··· Information provided ···

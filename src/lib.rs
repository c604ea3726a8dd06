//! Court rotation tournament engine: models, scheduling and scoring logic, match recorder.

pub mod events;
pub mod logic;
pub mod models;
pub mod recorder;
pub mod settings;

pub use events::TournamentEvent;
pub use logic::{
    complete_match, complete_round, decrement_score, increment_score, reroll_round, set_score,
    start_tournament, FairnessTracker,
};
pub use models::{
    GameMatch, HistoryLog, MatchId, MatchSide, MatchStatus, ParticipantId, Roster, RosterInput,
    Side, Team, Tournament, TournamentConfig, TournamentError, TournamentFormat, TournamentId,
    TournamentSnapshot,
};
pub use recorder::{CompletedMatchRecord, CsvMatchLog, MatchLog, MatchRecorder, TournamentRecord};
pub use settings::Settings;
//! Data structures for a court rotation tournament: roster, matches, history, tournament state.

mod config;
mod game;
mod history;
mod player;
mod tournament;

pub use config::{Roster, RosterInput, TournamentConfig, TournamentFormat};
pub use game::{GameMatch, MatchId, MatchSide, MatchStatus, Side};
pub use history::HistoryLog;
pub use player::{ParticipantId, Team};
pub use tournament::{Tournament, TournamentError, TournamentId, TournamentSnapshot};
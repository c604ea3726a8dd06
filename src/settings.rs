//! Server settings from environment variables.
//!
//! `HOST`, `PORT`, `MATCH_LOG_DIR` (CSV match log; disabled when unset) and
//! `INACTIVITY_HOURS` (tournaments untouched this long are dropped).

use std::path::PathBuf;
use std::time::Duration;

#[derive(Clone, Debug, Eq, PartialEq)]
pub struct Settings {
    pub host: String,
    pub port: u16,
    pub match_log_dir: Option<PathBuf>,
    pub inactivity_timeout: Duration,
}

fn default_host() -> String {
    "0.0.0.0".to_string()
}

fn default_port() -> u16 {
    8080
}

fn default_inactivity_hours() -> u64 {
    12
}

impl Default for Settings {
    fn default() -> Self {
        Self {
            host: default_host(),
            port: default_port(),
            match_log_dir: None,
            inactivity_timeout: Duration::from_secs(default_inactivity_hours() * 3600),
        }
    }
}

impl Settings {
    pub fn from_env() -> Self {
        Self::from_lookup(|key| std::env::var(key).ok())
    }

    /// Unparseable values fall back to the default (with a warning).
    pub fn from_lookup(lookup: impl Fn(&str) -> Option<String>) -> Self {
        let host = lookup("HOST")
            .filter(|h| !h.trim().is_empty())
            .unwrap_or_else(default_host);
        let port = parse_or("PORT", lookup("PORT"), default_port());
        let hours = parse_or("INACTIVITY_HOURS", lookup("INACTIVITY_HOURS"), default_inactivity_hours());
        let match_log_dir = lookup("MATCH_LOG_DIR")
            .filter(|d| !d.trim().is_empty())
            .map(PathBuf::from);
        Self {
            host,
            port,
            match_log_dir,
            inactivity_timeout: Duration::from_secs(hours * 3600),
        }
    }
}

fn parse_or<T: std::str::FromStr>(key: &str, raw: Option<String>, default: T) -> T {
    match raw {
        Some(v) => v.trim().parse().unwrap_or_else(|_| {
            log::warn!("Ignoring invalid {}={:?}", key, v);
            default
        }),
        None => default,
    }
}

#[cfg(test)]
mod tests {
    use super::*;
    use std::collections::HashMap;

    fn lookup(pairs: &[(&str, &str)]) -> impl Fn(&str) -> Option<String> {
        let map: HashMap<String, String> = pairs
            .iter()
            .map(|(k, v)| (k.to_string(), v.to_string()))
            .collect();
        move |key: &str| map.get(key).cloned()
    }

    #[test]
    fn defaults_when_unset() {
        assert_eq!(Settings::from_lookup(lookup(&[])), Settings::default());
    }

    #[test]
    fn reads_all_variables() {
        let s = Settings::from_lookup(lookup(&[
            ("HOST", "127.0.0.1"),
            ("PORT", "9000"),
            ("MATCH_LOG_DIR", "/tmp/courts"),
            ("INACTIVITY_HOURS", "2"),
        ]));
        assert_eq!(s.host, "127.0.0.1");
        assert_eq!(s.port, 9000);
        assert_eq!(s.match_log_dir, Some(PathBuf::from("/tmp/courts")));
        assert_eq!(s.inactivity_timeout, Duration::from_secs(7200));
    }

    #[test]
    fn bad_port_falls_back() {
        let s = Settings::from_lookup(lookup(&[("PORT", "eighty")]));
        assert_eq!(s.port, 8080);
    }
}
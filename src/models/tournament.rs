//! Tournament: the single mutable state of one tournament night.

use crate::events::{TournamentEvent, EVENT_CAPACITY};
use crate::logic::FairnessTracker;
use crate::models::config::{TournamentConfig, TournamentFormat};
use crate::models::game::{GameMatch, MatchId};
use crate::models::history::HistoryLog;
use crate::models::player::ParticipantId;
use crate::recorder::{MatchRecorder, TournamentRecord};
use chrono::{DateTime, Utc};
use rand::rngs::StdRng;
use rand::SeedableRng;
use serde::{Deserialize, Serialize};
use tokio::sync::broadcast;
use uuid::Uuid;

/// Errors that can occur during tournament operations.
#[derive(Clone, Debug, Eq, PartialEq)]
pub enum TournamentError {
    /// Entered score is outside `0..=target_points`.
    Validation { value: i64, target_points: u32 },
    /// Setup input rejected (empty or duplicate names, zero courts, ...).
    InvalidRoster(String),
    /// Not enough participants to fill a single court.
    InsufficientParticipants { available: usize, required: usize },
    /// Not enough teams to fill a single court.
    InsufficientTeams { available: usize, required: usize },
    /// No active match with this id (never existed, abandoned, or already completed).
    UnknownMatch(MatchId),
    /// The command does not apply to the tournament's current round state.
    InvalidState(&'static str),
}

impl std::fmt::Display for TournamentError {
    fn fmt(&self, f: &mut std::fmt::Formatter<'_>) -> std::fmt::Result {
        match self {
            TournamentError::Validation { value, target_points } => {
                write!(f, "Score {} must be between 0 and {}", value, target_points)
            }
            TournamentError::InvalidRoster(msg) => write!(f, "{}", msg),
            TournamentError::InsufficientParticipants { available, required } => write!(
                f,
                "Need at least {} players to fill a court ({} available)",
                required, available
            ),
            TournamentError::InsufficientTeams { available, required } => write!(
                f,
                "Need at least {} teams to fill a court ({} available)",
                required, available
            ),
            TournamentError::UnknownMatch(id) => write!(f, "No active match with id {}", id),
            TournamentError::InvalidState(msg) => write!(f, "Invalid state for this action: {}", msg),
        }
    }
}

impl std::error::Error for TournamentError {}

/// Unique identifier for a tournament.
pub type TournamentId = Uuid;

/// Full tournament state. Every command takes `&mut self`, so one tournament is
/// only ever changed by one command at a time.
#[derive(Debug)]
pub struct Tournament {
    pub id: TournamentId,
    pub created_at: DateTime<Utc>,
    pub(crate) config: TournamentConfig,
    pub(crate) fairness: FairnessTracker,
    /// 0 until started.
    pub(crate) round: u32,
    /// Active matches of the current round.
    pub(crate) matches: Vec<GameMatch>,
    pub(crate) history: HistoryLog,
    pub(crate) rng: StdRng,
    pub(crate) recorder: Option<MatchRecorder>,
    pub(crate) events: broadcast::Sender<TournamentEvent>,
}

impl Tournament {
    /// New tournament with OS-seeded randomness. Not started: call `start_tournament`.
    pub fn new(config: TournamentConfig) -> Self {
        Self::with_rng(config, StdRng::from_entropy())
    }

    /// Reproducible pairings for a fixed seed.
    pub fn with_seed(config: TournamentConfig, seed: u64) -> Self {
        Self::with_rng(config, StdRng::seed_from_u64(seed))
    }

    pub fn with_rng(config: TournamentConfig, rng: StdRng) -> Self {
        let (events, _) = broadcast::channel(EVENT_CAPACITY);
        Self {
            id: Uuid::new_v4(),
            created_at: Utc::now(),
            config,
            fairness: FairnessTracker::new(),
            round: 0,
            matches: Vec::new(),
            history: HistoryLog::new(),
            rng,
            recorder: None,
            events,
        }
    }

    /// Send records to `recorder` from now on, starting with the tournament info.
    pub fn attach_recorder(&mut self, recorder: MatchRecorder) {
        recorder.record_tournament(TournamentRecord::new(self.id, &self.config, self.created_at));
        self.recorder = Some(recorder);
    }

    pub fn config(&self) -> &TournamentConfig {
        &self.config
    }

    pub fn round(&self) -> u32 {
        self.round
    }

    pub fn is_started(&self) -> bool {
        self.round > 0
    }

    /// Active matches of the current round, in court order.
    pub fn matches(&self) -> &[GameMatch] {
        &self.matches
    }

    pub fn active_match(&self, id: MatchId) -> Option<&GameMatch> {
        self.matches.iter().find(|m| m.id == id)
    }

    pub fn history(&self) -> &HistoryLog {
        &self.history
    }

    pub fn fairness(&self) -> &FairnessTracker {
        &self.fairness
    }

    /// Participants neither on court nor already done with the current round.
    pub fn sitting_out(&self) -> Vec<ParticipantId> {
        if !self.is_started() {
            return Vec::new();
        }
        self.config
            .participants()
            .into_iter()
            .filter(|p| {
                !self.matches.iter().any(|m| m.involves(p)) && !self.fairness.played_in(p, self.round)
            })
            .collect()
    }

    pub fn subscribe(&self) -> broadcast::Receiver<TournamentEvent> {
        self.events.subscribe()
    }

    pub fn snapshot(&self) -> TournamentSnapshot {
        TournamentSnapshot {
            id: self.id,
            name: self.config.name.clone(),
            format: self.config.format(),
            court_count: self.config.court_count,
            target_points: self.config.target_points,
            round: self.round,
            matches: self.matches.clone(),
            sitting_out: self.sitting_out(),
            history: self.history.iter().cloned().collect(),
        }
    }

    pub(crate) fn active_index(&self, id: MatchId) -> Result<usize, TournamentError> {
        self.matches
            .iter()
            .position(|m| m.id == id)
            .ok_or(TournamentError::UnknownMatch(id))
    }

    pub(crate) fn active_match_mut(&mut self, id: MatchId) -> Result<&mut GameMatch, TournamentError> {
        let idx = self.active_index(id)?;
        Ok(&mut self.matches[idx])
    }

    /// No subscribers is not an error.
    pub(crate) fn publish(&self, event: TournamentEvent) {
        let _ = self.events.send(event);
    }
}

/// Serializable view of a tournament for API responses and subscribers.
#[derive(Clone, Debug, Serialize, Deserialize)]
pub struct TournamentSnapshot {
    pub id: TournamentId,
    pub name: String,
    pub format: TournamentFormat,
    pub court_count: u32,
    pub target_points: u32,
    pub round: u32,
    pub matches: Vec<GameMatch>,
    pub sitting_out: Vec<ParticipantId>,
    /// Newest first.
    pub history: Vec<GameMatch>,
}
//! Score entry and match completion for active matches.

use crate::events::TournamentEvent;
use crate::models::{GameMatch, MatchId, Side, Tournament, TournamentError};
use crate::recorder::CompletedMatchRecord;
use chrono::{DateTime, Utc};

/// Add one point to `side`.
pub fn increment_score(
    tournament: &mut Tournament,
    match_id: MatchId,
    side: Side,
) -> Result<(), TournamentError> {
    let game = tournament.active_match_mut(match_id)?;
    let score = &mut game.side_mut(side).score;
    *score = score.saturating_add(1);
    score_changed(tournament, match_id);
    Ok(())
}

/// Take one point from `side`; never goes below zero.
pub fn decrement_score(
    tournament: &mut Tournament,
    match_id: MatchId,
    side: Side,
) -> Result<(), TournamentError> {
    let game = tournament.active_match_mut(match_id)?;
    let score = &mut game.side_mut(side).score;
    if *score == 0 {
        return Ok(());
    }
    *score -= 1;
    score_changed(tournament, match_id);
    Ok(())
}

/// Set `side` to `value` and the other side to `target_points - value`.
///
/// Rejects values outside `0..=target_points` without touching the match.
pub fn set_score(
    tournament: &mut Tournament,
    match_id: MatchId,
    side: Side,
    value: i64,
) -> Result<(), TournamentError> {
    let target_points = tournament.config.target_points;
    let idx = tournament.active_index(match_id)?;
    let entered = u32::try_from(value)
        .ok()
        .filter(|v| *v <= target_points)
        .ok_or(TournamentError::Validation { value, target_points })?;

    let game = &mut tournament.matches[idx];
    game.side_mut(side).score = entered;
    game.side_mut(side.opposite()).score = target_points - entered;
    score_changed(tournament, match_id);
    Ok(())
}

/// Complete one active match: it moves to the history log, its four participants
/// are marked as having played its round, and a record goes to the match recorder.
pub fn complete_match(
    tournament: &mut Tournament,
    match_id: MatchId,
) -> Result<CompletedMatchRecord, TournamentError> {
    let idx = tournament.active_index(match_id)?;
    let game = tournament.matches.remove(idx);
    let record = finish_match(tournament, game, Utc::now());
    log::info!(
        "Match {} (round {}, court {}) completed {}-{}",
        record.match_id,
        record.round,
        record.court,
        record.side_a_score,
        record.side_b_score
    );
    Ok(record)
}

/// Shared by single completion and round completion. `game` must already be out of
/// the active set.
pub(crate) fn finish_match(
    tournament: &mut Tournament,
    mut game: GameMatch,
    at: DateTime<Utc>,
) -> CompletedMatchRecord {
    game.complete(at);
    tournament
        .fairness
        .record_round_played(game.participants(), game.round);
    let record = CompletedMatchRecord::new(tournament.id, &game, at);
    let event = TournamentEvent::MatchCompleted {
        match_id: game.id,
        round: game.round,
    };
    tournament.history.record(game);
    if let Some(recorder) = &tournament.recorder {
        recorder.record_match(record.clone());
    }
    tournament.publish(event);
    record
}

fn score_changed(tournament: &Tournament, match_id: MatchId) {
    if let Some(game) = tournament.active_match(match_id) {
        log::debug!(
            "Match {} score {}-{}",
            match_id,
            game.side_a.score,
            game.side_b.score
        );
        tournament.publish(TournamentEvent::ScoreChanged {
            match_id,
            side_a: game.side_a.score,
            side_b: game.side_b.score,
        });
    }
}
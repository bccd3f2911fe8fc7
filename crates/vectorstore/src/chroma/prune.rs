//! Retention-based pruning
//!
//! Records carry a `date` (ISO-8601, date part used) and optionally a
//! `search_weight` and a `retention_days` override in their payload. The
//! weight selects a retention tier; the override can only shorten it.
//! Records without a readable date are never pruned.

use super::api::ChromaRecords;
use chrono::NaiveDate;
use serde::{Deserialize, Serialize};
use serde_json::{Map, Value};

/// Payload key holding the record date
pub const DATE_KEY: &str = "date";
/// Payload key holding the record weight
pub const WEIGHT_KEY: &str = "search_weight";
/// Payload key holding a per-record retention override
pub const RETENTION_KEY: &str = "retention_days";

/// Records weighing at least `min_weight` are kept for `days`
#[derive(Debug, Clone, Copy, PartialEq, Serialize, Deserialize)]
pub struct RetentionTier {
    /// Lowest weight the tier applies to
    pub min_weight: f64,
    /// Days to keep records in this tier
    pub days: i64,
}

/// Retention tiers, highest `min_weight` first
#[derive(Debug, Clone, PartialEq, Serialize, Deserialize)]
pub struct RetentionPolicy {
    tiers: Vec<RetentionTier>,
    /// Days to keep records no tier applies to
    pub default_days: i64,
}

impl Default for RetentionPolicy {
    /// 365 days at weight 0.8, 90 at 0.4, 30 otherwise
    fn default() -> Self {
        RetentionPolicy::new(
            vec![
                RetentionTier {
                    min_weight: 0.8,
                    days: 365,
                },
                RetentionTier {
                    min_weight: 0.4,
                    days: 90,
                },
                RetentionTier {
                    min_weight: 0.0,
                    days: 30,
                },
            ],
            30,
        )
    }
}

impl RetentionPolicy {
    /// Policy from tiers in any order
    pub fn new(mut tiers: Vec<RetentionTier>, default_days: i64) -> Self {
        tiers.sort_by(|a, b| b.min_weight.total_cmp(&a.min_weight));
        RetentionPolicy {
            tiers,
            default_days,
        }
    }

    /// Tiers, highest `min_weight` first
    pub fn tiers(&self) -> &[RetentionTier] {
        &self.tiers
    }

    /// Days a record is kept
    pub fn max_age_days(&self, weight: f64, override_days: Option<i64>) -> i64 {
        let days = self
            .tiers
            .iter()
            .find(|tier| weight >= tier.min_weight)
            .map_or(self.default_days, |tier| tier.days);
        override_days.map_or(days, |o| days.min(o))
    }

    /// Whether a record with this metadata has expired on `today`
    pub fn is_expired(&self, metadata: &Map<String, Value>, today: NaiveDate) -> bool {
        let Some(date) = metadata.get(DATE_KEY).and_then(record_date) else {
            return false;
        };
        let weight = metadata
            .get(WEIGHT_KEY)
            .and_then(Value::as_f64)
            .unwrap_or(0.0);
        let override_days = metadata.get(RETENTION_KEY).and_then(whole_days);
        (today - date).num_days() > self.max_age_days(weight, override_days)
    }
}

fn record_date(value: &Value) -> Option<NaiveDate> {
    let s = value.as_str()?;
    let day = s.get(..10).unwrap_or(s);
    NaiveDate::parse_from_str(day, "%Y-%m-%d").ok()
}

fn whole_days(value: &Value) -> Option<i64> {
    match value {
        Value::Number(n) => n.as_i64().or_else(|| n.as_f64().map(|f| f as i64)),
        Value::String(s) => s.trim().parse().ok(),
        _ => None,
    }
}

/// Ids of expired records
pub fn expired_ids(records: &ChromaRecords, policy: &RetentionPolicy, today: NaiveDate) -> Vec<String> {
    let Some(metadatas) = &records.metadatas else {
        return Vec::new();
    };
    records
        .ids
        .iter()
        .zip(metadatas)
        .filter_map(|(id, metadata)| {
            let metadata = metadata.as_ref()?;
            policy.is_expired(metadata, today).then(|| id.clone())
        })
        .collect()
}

···

== Exercise ==
Read the entries above, then pull out the lines that include "today".

== Task answer ==
    /// Whether a record with this metadata has expired on `today`
    pub fn is_expired(&self, metadata: &Map<String, Value>, today: NaiveDate) -> bool {
        (today - date).num_days() > self.max_age_days(weight, override_days)
pub fn expired_ids(records: &ChromaRecords, policy: &RetentionPolicy, today: NaiveDate) -> Vec<String> {
            policy.is_expired(metadata, today).then(|| id.clone())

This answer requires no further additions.